- _WHAT YOU SHOULD DO_
Count every line in the entries below that contains the word "previous", and give only that number.

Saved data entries

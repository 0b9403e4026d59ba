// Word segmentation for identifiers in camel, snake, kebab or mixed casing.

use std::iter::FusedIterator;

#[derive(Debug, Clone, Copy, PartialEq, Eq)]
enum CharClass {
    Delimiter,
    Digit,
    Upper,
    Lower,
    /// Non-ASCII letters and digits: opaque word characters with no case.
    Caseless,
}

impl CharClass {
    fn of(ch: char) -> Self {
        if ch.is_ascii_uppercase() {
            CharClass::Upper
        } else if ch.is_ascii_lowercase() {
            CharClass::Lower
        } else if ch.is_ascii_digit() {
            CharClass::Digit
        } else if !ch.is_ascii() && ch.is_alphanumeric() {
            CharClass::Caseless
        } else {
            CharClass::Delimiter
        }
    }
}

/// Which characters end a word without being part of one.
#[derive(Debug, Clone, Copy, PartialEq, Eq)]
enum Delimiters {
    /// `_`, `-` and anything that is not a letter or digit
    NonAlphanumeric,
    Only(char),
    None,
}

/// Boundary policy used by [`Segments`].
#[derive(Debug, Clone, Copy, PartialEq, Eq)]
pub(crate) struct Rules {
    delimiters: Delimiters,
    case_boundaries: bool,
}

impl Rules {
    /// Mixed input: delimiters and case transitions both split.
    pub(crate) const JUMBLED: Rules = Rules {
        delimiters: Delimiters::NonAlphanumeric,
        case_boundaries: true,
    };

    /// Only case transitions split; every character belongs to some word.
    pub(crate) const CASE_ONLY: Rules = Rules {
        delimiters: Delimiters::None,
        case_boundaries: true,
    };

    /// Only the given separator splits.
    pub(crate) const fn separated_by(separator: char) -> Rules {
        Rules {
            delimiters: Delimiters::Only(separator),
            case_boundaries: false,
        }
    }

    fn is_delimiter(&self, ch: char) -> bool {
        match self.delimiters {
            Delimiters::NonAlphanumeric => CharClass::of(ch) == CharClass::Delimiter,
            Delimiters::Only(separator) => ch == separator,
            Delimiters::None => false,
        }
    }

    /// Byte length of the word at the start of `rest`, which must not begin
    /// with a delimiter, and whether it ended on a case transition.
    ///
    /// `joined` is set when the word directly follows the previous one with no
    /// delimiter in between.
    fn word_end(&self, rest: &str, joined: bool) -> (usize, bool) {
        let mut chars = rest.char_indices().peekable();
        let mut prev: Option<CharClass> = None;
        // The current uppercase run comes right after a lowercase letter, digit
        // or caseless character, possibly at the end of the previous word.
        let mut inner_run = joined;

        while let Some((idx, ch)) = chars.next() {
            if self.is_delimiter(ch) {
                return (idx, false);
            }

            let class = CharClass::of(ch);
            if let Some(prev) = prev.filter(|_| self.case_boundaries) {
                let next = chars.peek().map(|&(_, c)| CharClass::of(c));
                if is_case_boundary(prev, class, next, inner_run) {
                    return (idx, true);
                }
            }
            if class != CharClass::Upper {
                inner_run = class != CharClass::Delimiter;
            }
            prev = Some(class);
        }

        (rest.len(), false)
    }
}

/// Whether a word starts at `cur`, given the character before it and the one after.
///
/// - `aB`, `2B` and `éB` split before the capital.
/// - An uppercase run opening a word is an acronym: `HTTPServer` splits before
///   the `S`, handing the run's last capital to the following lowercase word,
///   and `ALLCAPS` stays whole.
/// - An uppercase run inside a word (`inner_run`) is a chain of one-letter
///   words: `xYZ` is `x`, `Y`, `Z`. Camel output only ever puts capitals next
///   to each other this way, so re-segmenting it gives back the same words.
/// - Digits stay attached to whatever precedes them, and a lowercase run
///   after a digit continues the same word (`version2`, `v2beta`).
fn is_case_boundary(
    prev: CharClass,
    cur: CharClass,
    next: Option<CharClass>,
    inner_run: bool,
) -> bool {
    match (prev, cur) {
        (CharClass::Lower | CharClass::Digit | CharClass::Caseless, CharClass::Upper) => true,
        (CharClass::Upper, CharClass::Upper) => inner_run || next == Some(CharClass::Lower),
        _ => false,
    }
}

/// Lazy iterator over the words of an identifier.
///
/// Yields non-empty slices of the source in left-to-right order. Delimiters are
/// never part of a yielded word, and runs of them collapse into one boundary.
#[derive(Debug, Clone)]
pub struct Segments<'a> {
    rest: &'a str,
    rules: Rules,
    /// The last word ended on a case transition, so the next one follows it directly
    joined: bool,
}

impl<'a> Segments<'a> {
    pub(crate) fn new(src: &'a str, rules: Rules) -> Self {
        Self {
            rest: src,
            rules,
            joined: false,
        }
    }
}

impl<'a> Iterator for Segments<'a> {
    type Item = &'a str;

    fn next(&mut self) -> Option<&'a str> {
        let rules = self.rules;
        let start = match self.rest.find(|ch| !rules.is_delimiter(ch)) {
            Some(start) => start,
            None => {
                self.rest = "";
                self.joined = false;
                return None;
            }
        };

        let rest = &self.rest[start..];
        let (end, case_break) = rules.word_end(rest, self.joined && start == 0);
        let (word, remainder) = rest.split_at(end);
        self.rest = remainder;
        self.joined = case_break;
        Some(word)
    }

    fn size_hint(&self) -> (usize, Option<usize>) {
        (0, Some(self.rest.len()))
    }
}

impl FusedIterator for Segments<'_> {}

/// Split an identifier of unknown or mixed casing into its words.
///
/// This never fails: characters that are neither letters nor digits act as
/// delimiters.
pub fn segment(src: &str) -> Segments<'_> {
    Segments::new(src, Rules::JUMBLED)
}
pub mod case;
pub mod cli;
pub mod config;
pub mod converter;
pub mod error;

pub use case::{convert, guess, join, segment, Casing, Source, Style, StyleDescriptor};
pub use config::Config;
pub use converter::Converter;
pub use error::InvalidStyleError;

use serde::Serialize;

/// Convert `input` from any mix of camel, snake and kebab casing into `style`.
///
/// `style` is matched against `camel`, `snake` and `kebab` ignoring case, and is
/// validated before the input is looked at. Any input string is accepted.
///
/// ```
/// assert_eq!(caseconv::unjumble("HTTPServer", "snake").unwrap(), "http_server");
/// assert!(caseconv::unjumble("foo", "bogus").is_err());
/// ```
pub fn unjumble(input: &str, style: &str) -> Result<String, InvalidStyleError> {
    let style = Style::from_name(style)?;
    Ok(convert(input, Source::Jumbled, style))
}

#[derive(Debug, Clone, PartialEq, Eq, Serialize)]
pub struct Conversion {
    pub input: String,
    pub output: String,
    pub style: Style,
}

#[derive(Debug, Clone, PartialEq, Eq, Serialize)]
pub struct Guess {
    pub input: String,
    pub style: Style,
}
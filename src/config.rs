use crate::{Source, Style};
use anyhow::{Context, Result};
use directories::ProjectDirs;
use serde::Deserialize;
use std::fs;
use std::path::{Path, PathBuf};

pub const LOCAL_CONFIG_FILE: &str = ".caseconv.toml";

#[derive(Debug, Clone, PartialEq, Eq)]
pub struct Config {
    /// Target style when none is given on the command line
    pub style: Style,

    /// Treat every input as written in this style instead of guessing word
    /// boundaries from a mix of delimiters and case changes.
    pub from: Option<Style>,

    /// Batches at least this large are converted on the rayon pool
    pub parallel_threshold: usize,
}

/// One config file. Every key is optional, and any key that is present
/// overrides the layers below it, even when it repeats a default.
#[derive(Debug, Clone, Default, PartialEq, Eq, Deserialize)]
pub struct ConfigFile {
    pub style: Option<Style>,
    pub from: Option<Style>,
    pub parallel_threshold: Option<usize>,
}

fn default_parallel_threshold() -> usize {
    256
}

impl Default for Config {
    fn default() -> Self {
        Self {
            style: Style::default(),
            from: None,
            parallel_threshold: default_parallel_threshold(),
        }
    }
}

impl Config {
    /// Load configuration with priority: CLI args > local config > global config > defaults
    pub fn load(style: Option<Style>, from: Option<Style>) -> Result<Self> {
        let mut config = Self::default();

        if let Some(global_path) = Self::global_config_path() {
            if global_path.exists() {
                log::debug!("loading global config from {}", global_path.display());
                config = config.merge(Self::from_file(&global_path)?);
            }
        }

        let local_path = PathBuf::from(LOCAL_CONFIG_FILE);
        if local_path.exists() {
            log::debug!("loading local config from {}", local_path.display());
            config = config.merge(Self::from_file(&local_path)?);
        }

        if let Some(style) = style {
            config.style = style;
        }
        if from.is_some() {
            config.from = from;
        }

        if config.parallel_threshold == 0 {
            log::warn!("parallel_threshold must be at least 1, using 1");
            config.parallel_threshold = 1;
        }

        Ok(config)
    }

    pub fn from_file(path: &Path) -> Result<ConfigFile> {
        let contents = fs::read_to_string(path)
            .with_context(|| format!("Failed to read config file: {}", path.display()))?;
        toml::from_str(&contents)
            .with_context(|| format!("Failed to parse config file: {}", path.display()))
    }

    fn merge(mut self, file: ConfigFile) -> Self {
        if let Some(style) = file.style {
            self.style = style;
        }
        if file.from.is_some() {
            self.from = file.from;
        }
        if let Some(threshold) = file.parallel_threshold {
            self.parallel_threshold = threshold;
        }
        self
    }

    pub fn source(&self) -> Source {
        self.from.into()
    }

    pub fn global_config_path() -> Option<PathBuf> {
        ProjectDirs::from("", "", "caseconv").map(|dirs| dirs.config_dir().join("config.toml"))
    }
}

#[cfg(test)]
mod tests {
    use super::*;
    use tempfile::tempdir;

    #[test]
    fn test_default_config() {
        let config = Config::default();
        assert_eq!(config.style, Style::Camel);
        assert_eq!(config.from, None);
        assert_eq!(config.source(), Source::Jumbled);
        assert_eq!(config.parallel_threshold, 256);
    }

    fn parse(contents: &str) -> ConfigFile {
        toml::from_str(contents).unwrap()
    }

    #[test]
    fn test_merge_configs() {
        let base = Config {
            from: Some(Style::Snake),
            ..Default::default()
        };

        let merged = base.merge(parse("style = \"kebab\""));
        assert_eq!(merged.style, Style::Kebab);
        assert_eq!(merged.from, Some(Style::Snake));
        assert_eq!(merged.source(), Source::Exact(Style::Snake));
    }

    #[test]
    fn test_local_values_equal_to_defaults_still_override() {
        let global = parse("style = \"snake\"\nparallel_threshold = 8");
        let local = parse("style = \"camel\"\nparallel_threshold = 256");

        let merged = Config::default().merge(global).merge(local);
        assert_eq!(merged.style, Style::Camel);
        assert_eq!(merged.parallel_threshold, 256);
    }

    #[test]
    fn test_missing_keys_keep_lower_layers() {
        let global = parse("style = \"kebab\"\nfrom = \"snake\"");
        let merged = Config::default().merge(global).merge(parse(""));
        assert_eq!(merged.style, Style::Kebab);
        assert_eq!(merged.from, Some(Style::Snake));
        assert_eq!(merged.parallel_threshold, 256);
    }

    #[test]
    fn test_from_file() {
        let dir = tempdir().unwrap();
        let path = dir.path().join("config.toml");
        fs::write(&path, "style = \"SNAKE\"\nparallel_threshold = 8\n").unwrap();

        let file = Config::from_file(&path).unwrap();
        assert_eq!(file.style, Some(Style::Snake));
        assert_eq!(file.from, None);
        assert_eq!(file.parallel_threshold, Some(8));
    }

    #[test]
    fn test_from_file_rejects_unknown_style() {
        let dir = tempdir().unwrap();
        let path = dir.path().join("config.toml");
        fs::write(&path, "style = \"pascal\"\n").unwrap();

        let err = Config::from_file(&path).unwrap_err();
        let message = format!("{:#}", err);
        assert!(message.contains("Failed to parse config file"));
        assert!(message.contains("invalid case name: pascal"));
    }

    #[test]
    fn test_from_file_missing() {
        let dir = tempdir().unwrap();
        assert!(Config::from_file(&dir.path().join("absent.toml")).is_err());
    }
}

- _WRITTEN RESPONSE_
2